** DATA PROVIDED **
------

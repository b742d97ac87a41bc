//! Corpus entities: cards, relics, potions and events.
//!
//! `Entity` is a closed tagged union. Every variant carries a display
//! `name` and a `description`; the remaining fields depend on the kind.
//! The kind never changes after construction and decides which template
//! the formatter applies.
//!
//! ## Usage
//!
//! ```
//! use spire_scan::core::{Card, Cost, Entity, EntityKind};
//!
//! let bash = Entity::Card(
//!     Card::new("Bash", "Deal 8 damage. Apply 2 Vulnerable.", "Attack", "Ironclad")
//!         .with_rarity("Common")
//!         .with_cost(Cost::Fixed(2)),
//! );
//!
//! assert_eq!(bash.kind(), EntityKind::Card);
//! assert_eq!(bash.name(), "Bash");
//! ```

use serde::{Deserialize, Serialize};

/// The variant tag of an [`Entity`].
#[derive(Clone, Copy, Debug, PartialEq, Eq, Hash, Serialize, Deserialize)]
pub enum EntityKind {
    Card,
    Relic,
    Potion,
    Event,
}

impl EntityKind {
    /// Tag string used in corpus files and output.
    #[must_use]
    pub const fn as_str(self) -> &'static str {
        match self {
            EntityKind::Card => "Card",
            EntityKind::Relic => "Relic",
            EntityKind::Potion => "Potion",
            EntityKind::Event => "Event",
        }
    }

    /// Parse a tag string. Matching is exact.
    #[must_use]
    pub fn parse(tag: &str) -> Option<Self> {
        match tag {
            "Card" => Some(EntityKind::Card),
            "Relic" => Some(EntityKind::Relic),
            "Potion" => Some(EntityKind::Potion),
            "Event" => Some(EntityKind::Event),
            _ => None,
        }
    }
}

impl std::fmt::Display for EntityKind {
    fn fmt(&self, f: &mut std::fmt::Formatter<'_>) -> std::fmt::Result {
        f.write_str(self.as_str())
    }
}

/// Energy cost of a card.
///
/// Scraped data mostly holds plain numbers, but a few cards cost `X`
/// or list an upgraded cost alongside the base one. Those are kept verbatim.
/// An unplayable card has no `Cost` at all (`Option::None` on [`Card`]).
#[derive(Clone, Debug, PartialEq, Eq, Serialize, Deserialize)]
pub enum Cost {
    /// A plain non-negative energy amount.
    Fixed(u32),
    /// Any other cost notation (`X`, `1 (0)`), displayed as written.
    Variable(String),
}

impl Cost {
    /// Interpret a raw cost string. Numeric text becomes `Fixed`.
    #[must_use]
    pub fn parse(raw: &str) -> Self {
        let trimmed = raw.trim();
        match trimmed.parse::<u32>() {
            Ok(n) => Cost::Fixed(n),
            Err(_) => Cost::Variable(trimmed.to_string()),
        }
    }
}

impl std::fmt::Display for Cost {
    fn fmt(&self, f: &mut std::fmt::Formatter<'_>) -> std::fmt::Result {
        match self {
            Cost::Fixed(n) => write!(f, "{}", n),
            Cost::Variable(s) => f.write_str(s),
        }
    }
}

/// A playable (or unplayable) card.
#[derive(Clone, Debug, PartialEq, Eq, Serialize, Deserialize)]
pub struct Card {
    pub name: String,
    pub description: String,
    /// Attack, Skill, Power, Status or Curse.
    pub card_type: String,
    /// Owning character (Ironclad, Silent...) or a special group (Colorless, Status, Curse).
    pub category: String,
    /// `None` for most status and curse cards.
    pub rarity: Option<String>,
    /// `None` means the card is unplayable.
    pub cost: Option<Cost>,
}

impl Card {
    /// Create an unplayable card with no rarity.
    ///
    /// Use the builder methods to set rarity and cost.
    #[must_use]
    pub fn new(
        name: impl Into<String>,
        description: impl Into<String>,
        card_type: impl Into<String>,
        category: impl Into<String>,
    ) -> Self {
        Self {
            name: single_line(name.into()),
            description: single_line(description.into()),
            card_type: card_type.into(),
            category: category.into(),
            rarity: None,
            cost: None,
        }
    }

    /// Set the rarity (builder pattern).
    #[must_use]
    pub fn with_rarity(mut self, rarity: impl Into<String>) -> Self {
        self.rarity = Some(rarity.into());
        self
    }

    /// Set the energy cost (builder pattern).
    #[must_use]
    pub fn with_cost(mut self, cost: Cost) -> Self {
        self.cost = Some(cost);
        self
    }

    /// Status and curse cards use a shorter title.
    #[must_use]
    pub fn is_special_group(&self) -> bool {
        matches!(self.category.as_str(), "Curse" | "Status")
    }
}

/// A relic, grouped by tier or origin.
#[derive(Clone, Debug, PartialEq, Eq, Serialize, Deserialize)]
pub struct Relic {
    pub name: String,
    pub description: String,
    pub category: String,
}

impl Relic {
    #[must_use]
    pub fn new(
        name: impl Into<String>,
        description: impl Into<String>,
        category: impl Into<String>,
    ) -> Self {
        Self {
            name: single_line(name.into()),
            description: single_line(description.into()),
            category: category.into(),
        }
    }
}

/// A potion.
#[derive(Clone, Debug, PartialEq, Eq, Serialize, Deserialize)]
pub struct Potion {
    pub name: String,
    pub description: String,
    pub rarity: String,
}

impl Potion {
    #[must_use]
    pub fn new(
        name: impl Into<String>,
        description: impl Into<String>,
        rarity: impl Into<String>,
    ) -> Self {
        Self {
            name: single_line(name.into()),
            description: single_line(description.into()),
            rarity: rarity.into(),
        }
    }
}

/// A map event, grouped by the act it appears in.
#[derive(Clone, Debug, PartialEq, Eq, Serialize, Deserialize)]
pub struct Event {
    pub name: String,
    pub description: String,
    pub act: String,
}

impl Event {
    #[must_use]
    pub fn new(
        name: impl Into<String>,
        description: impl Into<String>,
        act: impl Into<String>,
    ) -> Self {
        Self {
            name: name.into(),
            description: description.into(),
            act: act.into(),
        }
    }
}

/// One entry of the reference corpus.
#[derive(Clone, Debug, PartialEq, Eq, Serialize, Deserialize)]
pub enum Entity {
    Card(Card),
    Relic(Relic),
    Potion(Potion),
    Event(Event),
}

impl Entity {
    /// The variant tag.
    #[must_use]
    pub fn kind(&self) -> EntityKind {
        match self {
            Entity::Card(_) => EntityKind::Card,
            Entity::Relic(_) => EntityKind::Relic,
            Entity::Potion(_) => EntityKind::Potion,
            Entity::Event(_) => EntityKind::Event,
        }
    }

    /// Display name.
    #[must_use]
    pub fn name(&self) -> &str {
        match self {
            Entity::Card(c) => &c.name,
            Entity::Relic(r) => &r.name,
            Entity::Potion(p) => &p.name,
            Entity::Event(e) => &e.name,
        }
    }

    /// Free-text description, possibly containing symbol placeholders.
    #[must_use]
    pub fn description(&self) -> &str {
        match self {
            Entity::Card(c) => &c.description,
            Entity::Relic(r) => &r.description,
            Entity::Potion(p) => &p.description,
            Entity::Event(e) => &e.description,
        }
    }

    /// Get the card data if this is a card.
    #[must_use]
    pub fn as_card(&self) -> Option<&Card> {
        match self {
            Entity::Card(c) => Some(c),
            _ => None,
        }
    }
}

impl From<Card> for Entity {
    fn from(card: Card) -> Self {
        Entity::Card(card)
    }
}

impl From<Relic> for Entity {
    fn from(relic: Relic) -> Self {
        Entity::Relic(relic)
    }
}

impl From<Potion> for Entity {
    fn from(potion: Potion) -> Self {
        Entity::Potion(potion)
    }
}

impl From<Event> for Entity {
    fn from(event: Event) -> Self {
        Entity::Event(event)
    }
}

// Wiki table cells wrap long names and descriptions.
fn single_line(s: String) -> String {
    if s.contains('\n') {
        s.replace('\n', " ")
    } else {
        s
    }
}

------

** YOUR ASSIGNMENT **
If a line of the data above contains "enum", copy it out.

** ANSWER TO THE EXERCISE **
pub enum EntityKind {
pub enum Cost {
pub enum Entity {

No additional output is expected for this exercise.